ASSIGNMENT
Copy out every line of the data that has the word "ingestion" somewhere in it.

DATA SUPPLIED

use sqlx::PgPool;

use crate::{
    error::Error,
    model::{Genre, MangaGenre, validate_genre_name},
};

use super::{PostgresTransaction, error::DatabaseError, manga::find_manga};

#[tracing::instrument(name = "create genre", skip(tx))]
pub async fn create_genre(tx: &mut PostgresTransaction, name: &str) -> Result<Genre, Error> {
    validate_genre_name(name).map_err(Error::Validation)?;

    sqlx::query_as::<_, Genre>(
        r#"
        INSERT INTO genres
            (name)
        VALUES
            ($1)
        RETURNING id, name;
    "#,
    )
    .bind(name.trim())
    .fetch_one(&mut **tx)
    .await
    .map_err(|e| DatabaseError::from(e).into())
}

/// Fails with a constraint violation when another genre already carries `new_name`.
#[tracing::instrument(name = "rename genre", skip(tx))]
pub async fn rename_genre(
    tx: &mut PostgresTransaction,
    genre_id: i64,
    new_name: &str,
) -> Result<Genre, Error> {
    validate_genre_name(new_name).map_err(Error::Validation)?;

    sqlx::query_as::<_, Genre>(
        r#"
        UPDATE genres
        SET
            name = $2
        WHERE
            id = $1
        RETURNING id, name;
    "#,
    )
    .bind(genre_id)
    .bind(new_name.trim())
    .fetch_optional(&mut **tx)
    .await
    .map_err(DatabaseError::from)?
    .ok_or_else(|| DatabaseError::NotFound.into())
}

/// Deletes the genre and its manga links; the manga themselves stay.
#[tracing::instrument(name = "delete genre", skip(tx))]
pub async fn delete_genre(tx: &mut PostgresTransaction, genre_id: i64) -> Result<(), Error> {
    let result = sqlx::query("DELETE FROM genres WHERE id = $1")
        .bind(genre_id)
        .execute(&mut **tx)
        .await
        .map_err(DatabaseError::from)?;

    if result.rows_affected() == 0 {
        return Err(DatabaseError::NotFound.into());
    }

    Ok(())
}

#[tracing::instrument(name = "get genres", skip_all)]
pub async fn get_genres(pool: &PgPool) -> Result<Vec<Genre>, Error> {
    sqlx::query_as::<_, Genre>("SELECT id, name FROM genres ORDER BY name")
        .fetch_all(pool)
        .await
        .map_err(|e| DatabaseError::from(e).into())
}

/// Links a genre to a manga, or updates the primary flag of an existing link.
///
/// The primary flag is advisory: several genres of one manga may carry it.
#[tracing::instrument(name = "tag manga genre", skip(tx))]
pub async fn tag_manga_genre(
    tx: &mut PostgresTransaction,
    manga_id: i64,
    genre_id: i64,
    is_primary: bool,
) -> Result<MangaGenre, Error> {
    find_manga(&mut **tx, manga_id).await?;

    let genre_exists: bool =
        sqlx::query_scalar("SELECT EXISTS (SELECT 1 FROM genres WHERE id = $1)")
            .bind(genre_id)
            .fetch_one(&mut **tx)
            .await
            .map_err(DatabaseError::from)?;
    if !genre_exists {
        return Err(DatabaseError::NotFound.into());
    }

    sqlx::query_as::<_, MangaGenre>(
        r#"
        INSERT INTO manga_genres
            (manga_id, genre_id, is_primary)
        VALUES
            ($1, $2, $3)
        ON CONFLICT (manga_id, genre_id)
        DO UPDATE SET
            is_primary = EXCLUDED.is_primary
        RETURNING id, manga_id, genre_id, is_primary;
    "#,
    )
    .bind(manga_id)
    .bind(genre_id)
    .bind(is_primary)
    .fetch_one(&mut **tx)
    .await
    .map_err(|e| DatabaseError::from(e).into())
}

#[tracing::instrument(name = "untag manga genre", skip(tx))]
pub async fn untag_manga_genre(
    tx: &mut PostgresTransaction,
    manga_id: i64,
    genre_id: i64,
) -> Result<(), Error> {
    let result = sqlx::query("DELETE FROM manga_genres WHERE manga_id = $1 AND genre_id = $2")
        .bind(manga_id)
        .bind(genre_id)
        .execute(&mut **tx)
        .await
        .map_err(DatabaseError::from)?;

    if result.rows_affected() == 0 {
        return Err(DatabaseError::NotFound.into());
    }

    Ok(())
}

==

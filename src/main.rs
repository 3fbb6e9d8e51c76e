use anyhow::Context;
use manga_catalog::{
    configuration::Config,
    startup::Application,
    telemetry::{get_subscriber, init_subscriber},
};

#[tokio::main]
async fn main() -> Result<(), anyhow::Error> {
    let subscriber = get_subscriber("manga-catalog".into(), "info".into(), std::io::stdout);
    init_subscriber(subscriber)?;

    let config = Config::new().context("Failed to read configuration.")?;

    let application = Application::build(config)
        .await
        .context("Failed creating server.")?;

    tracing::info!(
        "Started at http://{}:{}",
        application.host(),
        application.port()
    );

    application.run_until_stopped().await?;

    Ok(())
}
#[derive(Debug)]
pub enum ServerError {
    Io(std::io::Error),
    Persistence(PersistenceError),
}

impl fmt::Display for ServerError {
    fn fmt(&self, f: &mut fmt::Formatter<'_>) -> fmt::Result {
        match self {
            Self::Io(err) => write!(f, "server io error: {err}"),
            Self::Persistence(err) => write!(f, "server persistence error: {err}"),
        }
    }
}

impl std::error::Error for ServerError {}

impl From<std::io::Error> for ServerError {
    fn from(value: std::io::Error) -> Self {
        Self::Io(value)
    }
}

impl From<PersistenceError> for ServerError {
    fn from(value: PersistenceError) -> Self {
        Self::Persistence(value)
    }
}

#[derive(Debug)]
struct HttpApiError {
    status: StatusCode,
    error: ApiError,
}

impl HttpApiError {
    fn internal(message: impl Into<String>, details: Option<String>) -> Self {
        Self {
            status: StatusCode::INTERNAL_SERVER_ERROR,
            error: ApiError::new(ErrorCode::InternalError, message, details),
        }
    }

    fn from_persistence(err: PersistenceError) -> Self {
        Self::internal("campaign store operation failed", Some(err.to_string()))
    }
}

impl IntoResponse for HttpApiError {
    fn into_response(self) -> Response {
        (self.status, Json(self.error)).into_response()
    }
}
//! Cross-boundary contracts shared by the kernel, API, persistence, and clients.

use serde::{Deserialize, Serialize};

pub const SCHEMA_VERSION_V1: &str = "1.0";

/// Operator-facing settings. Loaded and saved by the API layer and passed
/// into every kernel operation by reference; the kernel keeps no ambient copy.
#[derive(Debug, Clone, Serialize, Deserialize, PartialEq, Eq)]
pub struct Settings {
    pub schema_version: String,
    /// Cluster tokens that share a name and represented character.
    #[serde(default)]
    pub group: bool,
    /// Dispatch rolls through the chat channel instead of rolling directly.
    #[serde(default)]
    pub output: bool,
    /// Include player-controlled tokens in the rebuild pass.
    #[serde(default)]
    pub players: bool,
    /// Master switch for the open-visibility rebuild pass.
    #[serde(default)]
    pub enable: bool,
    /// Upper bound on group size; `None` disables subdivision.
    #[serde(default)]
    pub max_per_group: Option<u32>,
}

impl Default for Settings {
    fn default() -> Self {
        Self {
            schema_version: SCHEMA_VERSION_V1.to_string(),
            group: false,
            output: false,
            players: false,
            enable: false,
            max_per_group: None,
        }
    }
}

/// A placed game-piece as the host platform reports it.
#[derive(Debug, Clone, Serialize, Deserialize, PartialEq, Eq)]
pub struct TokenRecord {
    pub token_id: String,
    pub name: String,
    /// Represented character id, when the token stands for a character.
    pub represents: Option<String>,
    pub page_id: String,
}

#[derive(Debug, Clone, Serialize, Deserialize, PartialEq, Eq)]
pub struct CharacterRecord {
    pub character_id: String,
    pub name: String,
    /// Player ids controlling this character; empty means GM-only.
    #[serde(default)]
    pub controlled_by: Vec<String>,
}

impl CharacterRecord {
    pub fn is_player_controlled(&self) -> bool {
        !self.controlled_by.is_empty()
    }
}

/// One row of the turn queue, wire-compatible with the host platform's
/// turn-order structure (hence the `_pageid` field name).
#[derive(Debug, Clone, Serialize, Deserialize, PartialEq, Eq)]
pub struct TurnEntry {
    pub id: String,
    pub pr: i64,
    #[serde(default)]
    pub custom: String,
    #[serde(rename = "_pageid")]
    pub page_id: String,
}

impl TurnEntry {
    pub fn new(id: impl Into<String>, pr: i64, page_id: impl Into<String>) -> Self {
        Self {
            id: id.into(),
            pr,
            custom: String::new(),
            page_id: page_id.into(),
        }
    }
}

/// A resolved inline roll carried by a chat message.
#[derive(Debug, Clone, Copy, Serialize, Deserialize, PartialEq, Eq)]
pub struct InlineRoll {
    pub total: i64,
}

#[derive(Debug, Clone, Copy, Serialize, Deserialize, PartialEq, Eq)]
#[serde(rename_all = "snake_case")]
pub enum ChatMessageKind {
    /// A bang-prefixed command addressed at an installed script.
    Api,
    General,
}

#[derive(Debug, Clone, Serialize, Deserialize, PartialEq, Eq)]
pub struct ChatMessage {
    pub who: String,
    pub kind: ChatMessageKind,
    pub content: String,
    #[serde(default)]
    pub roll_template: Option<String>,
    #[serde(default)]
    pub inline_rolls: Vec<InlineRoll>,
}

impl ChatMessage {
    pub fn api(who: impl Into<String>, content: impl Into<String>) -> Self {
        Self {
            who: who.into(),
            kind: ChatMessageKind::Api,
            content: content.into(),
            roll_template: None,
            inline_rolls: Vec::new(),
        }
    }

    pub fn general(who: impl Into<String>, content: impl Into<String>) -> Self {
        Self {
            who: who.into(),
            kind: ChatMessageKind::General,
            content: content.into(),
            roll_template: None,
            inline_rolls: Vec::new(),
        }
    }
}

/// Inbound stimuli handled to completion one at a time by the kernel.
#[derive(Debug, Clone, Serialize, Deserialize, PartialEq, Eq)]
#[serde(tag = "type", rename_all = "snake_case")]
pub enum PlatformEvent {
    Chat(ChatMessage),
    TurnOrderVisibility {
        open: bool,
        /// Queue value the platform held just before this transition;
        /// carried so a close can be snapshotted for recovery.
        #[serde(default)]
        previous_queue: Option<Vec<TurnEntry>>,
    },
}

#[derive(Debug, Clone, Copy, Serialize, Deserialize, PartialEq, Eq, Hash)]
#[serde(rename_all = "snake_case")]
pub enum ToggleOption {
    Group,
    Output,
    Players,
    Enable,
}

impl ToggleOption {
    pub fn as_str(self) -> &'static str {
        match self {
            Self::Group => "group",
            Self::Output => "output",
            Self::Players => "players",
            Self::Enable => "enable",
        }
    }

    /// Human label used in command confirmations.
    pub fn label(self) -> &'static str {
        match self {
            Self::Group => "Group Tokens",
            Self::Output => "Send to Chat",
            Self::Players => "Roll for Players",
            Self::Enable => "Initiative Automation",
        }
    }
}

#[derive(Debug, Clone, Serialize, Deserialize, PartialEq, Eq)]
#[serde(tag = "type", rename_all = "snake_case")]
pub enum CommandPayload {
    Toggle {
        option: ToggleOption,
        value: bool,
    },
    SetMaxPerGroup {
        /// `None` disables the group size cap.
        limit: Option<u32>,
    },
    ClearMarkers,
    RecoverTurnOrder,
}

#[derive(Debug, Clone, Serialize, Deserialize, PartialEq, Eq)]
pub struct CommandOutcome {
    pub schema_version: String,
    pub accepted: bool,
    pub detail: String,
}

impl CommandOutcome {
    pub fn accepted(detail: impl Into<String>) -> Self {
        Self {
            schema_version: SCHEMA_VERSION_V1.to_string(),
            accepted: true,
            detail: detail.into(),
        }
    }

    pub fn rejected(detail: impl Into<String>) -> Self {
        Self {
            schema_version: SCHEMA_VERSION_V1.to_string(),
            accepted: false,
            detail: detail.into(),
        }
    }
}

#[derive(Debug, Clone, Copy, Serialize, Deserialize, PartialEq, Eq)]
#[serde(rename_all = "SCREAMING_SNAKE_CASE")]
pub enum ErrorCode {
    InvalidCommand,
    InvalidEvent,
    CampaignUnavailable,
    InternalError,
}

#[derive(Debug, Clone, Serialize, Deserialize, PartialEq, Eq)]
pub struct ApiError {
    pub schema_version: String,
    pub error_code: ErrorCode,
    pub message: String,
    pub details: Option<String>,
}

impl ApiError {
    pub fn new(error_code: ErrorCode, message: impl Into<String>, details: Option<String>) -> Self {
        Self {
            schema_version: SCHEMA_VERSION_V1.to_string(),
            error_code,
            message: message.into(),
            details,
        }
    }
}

---

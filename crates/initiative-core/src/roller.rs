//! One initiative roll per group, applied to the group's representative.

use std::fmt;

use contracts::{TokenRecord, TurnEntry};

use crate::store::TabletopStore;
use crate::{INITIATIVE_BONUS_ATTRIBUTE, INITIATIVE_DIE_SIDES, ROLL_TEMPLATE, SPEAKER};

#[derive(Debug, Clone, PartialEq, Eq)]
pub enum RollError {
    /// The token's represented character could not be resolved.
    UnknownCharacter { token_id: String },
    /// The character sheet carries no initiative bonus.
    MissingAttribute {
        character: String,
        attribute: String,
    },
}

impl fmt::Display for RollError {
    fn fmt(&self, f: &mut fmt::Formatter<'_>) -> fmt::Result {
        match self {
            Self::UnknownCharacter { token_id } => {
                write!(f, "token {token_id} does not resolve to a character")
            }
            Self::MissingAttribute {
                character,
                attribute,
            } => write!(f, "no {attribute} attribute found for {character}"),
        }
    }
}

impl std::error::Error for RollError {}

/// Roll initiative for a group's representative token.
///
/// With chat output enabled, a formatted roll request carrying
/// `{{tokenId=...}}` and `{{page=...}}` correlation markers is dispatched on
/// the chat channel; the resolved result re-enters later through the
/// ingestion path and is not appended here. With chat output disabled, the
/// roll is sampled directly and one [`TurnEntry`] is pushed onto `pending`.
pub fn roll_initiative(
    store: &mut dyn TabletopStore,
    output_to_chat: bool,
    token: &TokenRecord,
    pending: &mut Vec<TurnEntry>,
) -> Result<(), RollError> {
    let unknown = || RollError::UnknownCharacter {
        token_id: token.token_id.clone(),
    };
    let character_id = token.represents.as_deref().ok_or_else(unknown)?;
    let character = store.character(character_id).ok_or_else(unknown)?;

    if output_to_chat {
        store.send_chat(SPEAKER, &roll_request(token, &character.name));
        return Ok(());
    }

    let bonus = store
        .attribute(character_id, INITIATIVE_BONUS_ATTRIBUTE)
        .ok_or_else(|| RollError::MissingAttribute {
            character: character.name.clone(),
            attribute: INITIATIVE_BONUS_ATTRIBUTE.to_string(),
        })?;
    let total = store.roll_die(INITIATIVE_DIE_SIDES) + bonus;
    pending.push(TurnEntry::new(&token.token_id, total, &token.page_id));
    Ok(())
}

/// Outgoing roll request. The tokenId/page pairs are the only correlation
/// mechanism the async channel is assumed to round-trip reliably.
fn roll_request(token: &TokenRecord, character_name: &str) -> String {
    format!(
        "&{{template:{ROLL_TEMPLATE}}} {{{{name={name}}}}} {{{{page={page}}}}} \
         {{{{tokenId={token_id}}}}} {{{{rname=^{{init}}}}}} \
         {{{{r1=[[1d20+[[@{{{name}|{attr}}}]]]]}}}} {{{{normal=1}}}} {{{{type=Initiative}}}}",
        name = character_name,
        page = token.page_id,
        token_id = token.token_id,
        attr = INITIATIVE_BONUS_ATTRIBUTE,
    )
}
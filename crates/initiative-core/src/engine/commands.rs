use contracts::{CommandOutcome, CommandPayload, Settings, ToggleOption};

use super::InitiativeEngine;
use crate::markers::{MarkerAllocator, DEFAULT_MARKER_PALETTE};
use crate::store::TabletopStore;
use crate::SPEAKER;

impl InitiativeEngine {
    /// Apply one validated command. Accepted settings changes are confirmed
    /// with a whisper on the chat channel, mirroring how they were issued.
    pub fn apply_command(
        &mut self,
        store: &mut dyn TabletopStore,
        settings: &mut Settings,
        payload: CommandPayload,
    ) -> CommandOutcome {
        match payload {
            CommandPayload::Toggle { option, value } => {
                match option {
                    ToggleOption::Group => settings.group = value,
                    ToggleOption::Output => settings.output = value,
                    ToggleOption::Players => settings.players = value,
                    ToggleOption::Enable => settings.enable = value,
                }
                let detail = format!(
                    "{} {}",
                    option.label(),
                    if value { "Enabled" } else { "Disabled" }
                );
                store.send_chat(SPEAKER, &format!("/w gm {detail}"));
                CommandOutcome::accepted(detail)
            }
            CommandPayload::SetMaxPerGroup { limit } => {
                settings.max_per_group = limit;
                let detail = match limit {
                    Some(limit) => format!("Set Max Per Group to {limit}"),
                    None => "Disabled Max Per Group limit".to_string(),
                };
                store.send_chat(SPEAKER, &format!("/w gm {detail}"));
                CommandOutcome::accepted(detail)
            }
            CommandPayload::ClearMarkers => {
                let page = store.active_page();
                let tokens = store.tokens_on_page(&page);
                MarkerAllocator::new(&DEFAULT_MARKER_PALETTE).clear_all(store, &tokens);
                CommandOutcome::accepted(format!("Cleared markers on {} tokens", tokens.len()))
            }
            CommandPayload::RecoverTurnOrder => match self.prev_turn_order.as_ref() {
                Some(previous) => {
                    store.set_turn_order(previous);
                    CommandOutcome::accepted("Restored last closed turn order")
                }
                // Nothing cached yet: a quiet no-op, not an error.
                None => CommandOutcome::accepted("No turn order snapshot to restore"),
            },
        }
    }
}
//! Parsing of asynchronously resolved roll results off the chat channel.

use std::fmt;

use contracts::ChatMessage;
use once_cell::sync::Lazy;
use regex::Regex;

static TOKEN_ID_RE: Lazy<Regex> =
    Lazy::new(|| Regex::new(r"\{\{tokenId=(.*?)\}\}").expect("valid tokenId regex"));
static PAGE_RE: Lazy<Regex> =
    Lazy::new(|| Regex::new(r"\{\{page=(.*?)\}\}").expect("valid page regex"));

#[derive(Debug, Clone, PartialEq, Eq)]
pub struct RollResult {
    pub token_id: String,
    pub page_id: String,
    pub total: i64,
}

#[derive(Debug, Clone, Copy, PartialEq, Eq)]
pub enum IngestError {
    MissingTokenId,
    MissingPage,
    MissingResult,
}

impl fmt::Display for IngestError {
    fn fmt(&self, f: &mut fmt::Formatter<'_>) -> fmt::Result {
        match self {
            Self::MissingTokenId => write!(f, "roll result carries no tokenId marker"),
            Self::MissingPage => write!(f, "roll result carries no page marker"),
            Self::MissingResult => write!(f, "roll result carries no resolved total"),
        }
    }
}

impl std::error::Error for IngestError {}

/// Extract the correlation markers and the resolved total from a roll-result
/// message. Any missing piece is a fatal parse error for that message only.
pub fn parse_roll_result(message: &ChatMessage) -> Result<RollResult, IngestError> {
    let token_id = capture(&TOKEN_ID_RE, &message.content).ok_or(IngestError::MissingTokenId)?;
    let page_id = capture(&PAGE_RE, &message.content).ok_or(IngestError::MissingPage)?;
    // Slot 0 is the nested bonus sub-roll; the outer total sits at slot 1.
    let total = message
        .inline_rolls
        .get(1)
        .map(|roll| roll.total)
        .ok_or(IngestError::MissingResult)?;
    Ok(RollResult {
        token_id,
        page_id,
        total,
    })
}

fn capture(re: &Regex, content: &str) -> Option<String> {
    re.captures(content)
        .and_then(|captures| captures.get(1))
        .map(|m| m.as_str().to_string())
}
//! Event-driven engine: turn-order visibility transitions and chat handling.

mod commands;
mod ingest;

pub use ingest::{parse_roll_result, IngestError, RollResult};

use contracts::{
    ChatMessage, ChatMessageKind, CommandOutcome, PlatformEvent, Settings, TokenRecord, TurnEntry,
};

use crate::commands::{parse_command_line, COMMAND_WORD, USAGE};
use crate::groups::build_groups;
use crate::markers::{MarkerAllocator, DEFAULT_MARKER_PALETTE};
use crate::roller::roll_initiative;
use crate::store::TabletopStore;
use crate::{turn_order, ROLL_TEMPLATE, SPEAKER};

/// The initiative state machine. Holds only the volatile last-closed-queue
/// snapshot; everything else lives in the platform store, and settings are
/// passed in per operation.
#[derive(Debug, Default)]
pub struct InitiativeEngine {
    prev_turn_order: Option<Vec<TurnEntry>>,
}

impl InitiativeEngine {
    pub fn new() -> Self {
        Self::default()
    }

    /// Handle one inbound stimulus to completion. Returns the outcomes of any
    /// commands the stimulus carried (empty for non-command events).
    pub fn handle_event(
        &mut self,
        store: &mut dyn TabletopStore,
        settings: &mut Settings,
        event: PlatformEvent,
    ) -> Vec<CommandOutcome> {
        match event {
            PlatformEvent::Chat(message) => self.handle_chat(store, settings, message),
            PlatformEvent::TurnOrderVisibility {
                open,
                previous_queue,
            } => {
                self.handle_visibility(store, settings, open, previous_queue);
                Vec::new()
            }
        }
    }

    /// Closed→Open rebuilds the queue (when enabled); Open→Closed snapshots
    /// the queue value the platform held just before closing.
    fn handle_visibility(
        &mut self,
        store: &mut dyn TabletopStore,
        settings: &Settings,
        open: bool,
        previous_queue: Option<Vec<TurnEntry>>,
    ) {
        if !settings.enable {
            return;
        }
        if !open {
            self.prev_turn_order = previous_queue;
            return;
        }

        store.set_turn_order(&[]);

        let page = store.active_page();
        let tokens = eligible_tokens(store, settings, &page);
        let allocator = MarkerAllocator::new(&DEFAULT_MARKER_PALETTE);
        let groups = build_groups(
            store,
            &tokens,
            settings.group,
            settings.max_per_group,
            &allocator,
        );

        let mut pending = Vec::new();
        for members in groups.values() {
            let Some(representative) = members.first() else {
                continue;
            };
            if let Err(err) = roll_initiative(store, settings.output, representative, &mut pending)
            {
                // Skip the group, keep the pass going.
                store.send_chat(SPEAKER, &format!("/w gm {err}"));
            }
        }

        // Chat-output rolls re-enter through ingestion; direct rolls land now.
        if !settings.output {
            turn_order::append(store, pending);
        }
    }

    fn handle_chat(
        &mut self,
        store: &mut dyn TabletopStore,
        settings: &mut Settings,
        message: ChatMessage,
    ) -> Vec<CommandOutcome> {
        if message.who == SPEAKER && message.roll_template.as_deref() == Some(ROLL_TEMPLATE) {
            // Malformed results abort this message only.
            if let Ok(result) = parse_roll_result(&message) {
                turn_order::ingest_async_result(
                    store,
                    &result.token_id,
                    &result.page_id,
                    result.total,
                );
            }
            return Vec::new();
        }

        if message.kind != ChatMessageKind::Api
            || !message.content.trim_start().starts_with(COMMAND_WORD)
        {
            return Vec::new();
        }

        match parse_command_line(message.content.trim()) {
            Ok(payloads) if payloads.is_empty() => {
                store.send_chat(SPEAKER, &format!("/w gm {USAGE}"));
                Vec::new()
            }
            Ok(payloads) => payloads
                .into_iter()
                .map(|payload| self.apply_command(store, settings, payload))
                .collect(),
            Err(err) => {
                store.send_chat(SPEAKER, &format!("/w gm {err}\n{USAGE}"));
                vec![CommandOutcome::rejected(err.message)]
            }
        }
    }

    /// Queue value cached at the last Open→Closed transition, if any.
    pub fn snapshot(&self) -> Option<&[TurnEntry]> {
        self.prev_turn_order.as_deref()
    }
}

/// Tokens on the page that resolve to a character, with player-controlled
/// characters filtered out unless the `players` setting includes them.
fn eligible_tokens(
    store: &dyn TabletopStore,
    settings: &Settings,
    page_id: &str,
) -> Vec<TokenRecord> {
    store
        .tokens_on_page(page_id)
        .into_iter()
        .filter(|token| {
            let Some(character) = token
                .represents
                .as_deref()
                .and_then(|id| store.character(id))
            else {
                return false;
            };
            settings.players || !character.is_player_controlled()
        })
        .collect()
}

RESULT
/// ingestion path and is not appended here. With chat output disabled, the
        // Chat-output rolls re-enter through ingestion; direct rolls land now.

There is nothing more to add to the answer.